Definition
A defined portion of a powered-lift or rotorcraft takeoff or landing flight path during which the aircraft slows from a higher airspeed to a lower one as part of the transition between forward flight and hover, or between hover and forward flight.
Plain English
The part of a takeoff or landing path where the aircraft is deliberately slowing down as it changes between flying forward and hovering.
Context Anchor
Seen in takeoff performance planning, especially when calculating whether the runway is long enough to stop safely after a rejected takeoff.
Derivation
From Latin 'de-' (down, away from) and 'celer' (swift) — literally 'taking away the speed.' A 'segment' is one defined piece of a longer path.

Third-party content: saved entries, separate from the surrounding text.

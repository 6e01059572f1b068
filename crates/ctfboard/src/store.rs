//! The scoreboard domain store.
//!
//! [`Scoreboard`] owns the participant and result collections and writes
//! them through to a [`Records`] adapter after every change.

use chrono::Utc;
use tracing::{debug, info};

use crate::error::{Error, Result};
use crate::model::{Participant, Registration, ScoreEdit, TeamResult};
use crate::score::ScoreField;
use crate::storage::{RecordStore, Records};

/// In-memory scoreboard state with write-through persistence.
#[derive(Debug)]
pub struct Scoreboard<S> {
    records: Records<S>,
    participants: Vec<Participant>,
    results: Vec<TeamResult>,
    /// Last identifier handed out, used to keep identifiers increasing.
    last_id: i64,
}

impl<S: RecordStore> Scoreboard<S> {
    /// Load both collections from `records`.
    ///
    /// # Errors
    ///
    /// Returns an error if the record store cannot be read. Missing or
    /// corrupt records are not errors.
    pub fn load(records: Records<S>) -> Result<Self> {
        let participants = records.load_participants()?;
        let results = records.load_results()?;

        let last_id = participants
            .iter()
            .map(|p| p.id.as_str())
            .chain(results.iter().map(|r| r.id.as_str()))
            .filter_map(|id| id.parse::<i64>().ok())
            .max()
            .unwrap_or(0);

        info!(
            participants = participants.len(),
            results = results.len(),
            "scoreboard loaded"
        );

        Ok(Self {
            records,
            participants,
            results,
            last_id,
        })
    }

    /// Registered participants in registration order.
    #[must_use]
    pub fn participants(&self) -> &[Participant] {
        &self.participants
    }

    /// Results in collection order.
    #[must_use]
    pub fn results(&self) -> &[TeamResult] {
        &self.results
    }

    /// Find a participant by identifier.
    #[must_use]
    pub fn find_participant(&self, id: &str) -> Option<&Participant> {
        self.participants.iter().find(|p| p.id == id)
    }

    /// Find a result by identifier.
    #[must_use]
    pub fn find_result(&self, id: &str) -> Option<&TeamResult> {
        self.results.iter().find(|r| r.id == id)
    }

    /// The persistence adapter.
    pub fn records(&self) -> &Records<S> {
        &self.records
    }

    /// Register a team and create its zeroed result.
    ///
    /// Returns the new identifier.
    ///
    /// # Errors
    ///
    /// Returns [`Error::DuplicateTeam`] if a participant with exactly the same
    /// team name exists; nothing changes in that case. Storage failures are
    /// returned after rolling the in-memory collections back.
    pub fn register(&mut self, registration: Registration) -> Result<String> {
        if self
            .participants
            .iter()
            .any(|p| p.team_name == registration.team_name)
        {
            debug!(team = %registration.team_name, "duplicate registration rejected");
            return Err(Error::duplicate_team(registration.team_name));
        }

        let id = self.next_id();
        let participant = Participant::new(id.clone(), registration);
        let result = participant.initial_result();
        let team = participant.team_name.clone();

        self.participants.push(participant);
        self.results.push(result);

        if let Err(e) = self.persist_all() {
            self.participants.pop();
            self.results.pop();
            return Err(e);
        }

        info!(%id, %team, "team registered");
        Ok(id)
    }

    /// Set one field of a result from raw input.
    ///
    /// Numeric fields coerce unparseable input to 0 and recompute the total.
    /// Returns the updated result, or `None` (without writing anything) when
    /// no result has this identifier.
    ///
    /// # Errors
    ///
    /// Returns an error if the result list cannot be persisted.
    pub fn update_score(
        &mut self,
        result_id: &str,
        field: ScoreField,
        raw_value: &str,
    ) -> Result<Option<&TeamResult>> {
        let Some(index) = self.results.iter().position(|r| r.id == result_id) else {
            debug!(%result_id, %field, "score update for unknown result ignored");
            return Ok(None);
        };

        self.results[index].apply(ScoreEdit::parse(field, raw_value));
        self.records.save_results(&self.results)?;

        let result = &self.results[index];
        info!(
            %result_id,
            %field,
            total = result.total_score,
            "score updated"
        );
        Ok(Some(result))
    }

    /// Delete a participant and the result sharing its identifier.
    ///
    /// Returns `false`, without writing anything, if neither exists.
    ///
    /// # Errors
    ///
    /// Returns an error if the collections cannot be persisted.
    pub fn delete_participant(&mut self, id: &str) -> Result<bool> {
        let before = (self.participants.len(), self.results.len());
        self.participants.retain(|p| p.id != id);
        self.results.retain(|r| r.id != id);

        if (self.participants.len(), self.results.len()) == before {
            debug!(%id, "delete of unknown participant ignored");
            return Ok(false);
        }

        self.persist_all()?;
        info!(%id, "participant deleted");
        Ok(true)
    }

    /// Delete only the result with this identifier.
    ///
    /// Returns `false`, without writing anything, if it does not exist.
    ///
    /// # Errors
    ///
    /// Returns an error if the result list cannot be persisted.
    pub fn delete_result(&mut self, id: &str) -> Result<bool> {
        let before = self.results.len();
        self.results.retain(|r| r.id != id);

        if self.results.len() == before {
            debug!(%id, "delete of unknown result ignored");
            return Ok(false);
        }

        self.records.save_results(&self.results)?;
        info!(%id, "result deleted");
        Ok(true)
    }

    fn persist_all(&mut self) -> Result<()> {
        self.records.save_participants(&self.participants)?;
        self.records.save_results(&self.results)
    }

    /// Millisecond timestamp, bumped past the previous identifier if needed.
    fn next_id(&mut self) -> String {
        let now = Utc::now().timestamp_millis();
        self.last_id = now.max(self.last_id.saturating_add(1));
        self.last_id.to_string()
    }
}

#[cfg(test)]
mod tests {
    use super::*;
    use crate::config::{DEFAULT_PARTICIPANTS_KEY, DEFAULT_RESULTS_KEY};
    use crate::storage::MemoryStore;

    fn empty_board() -> Scoreboard<MemoryStore> {
        Scoreboard::load(Records::new(MemoryStore::new())).unwrap()
    }

    fn form(team: &str) -> Registration {
        Registration {
            team_name: team.to_string(),
            captain_name: format!("{team} captain"),
            email: format!("{}@example.org", team.to_lowercase()),
            phone: "555-0100".to_string(),
            members: "a, b ,c".to_string(),
        }
    }

    fn persisted(board: &Scoreboard<MemoryStore>) -> (Option<String>, Option<String>) {
        let store = board.records().store();
        (
            store.read(DEFAULT_PARTICIPANTS_KEY).unwrap(),
            store.read(DEFAULT_RESULTS_KEY).unwrap(),
        )
    }

    #[test]
    fn test_register_creates_participant_and_result() {
        let mut board = empty_board();
        let id = board.register(form("Alpha")).unwrap();

        let p = board.find_participant(&id).unwrap();
        assert_eq!(p.team_name, "Alpha");
        assert_eq!(p.members, vec!["a", "b", "c"]);

        let r = board.find_result(&id).unwrap();
        assert_eq!(r.team_name, "Alpha");
        assert_eq!(r.total_score, 0);
        assert_eq!(r.uptime, "0%");
    }

    #[test]
    fn test_register_persists_both_collections() {
        let mut board = empty_board();
        board.register(form("Alpha")).unwrap();

        let (participants, results) = persisted(&board);
        assert!(participants.unwrap().contains("\"teamName\":\"Alpha\""));
        assert!(results.unwrap().contains("\"totalScore\":0"));
    }

    #[test]
    fn test_register_duplicate_is_rejected() {
        let mut board = empty_board();
        board.register(form("Alpha")).unwrap();
        let before = persisted(&board);

        let err = board.register(form("Alpha")).unwrap_err();
        assert!(matches!(err, Error::DuplicateTeam { .. }));
        assert_eq!(board.participants().len(), 1);
        assert_eq!(board.results().len(), 1);
        assert_eq!(persisted(&board), before);
    }

    #[test]
    fn test_register_duplicate_is_case_sensitive() {
        let mut board = empty_board();
        board.register(form("Alpha")).unwrap();

        assert!(board.register(form("alpha")).is_ok());
        assert_eq!(board.participants().len(), 2);
    }

    #[test]
    fn test_register_ids_are_unique_and_increasing() {
        let mut board = empty_board();
        let ids: Vec<i64> = (0..20)
            .map(|i| board.register(form(&format!("T{i}"))).unwrap().parse().unwrap())
            .collect();

        assert!(ids.windows(2).all(|w| w[0] < w[1]));
    }

    #[test]
    fn test_ids_continue_after_loaded_records() {
        let mut store = MemoryStore::new();
        let future = Utc::now().timestamp_millis() + 1_000_000;
        store
            .write(
                DEFAULT_PARTICIPANTS_KEY,
                &format!(r#"[{{"id":"{future}","teamName":"Old"}}]"#),
            )
            .unwrap();

        let mut board = Scoreboard::load(Records::new(store)).unwrap();
        let id: i64 = board.register(form("New")).unwrap().parse().unwrap();
        assert_eq!(id, future + 1);
    }

    #[test]
    fn test_update_defence_and_attack_recompute_total() {
        let mut board = empty_board();
        let id = board.register(form("Alpha")).unwrap();

        board.update_score(&id, ScoreField::Defence, "10").unwrap();
        let r = board.update_score(&id, ScoreField::Attack, "32").unwrap().unwrap();
        assert_eq!(r.total_score, 42);
        assert_eq!(r.total_score, r.defence_score + r.attack_score);
    }

    #[test]
    fn test_update_malformed_score_is_zero() {
        let mut board = empty_board();
        let id = board.register(form("Alpha")).unwrap();
        board.update_score(&id, ScoreField::Attack, "15").unwrap();

        let r = board.update_score(&id, ScoreField::Attack, "lots").unwrap().unwrap();
        assert_eq!(r.attack_score, 0);
        assert_eq!(r.total_score, 0);
    }

    #[test]
    fn test_update_uptime_only_changes_uptime() {
        let mut board = empty_board();
        let id = board.register(form("Alpha")).unwrap();
        board.update_score(&id, ScoreField::Defence, "5").unwrap();
        let before = board.find_result(&id).unwrap().clone();

        board.update_score(&id, ScoreField::Uptime, "50%").unwrap();
        let after = board.find_result(&id).unwrap();
        assert_eq!(after.uptime, "50%");
        assert_eq!(after.total_score, before.total_score);
        assert_eq!(after.defence_score, before.defence_score);
        assert_eq!(after.attack_score, before.attack_score);
    }

    #[test]
    fn test_update_score_persists() {
        let mut board = empty_board();
        let id = board.register(form("Alpha")).unwrap();
        board.update_score(&id, ScoreField::Defence, "7").unwrap();

        let reloaded = Records::new(board.records().store().clone());
        assert_eq!(reloaded.load_results().unwrap()[0].total_score, 7);
    }

    #[test]
    fn test_update_unknown_result_is_noop() {
        let mut board = empty_board();
        board.register(form("Alpha")).unwrap();
        let before = persisted(&board);

        assert!(board
            .update_score("missing", ScoreField::Defence, "10")
            .unwrap()
            .is_none());
        assert_eq!(persisted(&board), before);
    }

    #[test]
    fn test_update_does_not_touch_participant() {
        let mut board = empty_board();
        let id = board.register(form("Alpha")).unwrap();
        board.update_score(&id, ScoreField::Attack, "9").unwrap();

        assert_eq!(board.find_participant(&id).unwrap().attack_score, 0);
    }

    #[test]
    fn test_delete_participant_cascades() {
        let mut board = empty_board();
        let a = board.register(form("Alpha")).unwrap();
        let b = board.register(form("Beta")).unwrap();

        assert!(board.delete_participant(&a).unwrap());
        assert!(board.find_participant(&a).is_none());
        assert!(board.find_result(&a).is_none());
        assert!(board.find_participant(&b).is_some());
        assert!(board.find_result(&b).is_some());
    }

    #[test]
    fn test_delete_result_keeps_participant() {
        let mut board = empty_board();
        let a = board.register(form("Alpha")).unwrap();

        assert!(board.delete_result(&a).unwrap());
        assert!(board.find_result(&a).is_none());
        assert!(board.find_participant(&a).is_some());

        // Participant delete still works with the result already gone
        assert!(board.delete_participant(&a).unwrap());
        assert!(board.participants().is_empty());
    }

    #[test]
    fn test_delete_missing_id_is_noop() {
        let mut board = empty_board();
        board.register(form("Alpha")).unwrap();
        let before = persisted(&board);
        let participants = board.participants().to_vec();
        let results = board.results().to_vec();

        assert!(!board.delete_participant("nope").unwrap());
        assert!(!board.delete_result("nope").unwrap());
        assert_eq!(board.participants(), participants.as_slice());
        assert_eq!(board.results(), results.as_slice());
        assert_eq!(persisted(&board), before);
    }

    #[test]
    fn test_delete_on_empty_board_writes_nothing() {
        let mut board = empty_board();
        assert!(!board.delete_participant("1").unwrap());
        assert!(board.records().store().is_empty());
    }

    #[test]
    fn test_reload_reproduces_state() {
        let mut board = empty_board();
        let a = board.register(form("Alpha")).unwrap();
        board.register(form("Beta")).unwrap();
        board.update_score(&a, ScoreField::Defence, "12").unwrap();

        let store = board.records().store().clone();
        let reloaded = Scoreboard::load(Records::new(store)).unwrap();
        assert_eq!(reloaded.participants(), board.participants());
        assert_eq!(reloaded.results(), board.results());
    }
}
//! Screen selection shared by the tab bar and the navigation links.

use std::fmt;
use std::str::FromStr;

use serde::{Deserialize, Serialize};

use crate::error::Error;

/// One of the two mutually exclusive screens.
#[derive(Debug, Clone, Copy, Default, PartialEq, Eq, Hash, Serialize, Deserialize)]
#[serde(rename_all = "snake_case")]
pub enum Screen {
    /// Registration form and participants table.
    #[default]
    Participants,
    /// Leaderboard with inline score editing.
    Leaderboard,
}

impl Screen {
    /// Both screens in tab order.
    pub const ALL: [Screen; 2] = [Self::Participants, Self::Leaderboard];
}

impl fmt::Display for Screen {
    fn fmt(&self, f: &mut fmt::Formatter<'_>) -> fmt::Result {
        match self {
            Self::Participants => write!(f, "participants"),
            Self::Leaderboard => write!(f, "leaderboard"),
        }
    }
}

impl FromStr for Screen {
    type Err = Error;

    fn from_str(s: &str) -> Result<Self, Self::Err> {
        Self::ALL
            .into_iter()
            .find(|screen| s.eq_ignore_ascii_case(&screen.to_string()))
            .ok_or_else(|| Error::UnknownScreen(s.to_string()))
    }
}

/// Active-state flags of one navigation element.
#[derive(Debug, Clone, Copy, PartialEq, Eq)]
pub struct NavState {
    /// Screen the element points at.
    pub screen: Screen,
    /// Whether it is marked active.
    pub active: bool,
}

/// Which screen is shown.
///
/// Tabs and navigation links are both derived from the single active screen,
/// so they can never disagree.
#[derive(Debug, Clone, Copy, Default, PartialEq, Eq)]
pub struct Navigation {
    active: Screen,
}

impl Navigation {
    /// Start on `screen`.
    #[must_use]
    pub fn new(screen: Screen) -> Self {
        Self { active: screen }
    }

    /// The active screen.
    #[must_use]
    pub fn active(&self) -> Screen {
        self.active
    }

    /// Whether `screen` is active.
    #[must_use]
    pub fn is_active(&self, screen: Screen) -> bool {
        self.active == screen
    }

    /// Activate `screen` from its tab.
    pub fn select_tab(&mut self, screen: Screen) {
        if self.active != screen {
            tracing::debug!(from = %self.active, to = %screen, "screen switched");
        }
        self.active = screen;
    }

    /// Activate the screen a navigation link points at.
    ///
    /// Links without a target screen are ordinary links and change nothing.
    /// Returns whether the link was handled.
    pub fn select_link(&mut self, target: Option<Screen>) -> bool {
        match target {
            Some(screen) => {
                self.select_tab(screen);
                true
            }
            None => false,
        }
    }

    /// State of each tab, in tab order.
    #[must_use]
    pub fn tabs(&self) -> [NavState; 2] {
        Screen::ALL.map(|screen| NavState {
            screen,
            active: self.is_active(screen),
        })
    }

    /// State of each navigation link, mirroring the tabs.
    #[must_use]
    pub fn links(&self) -> [NavState; 2] {
        self.tabs()
    }
}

Together: the piece of the flight path where speed is being taken away.
Why Pilots Care
Proper identification of the segment allows correct speed management, flap and gear timing, and compliance with published constraints.
Intuition Check
Do not think of this as the whole rejected takeoff distance. It is only the slowing-down part after the decision to stop has been made.
Example Sentence 1
During the approach, the pilot entered the deceleration segment and began reducing airspeed in preparation for the hover.
Example Sentence 2
During the deceleration segment the pilot reduced thrust and maintained the vertical path while the airspeed bled off as planned.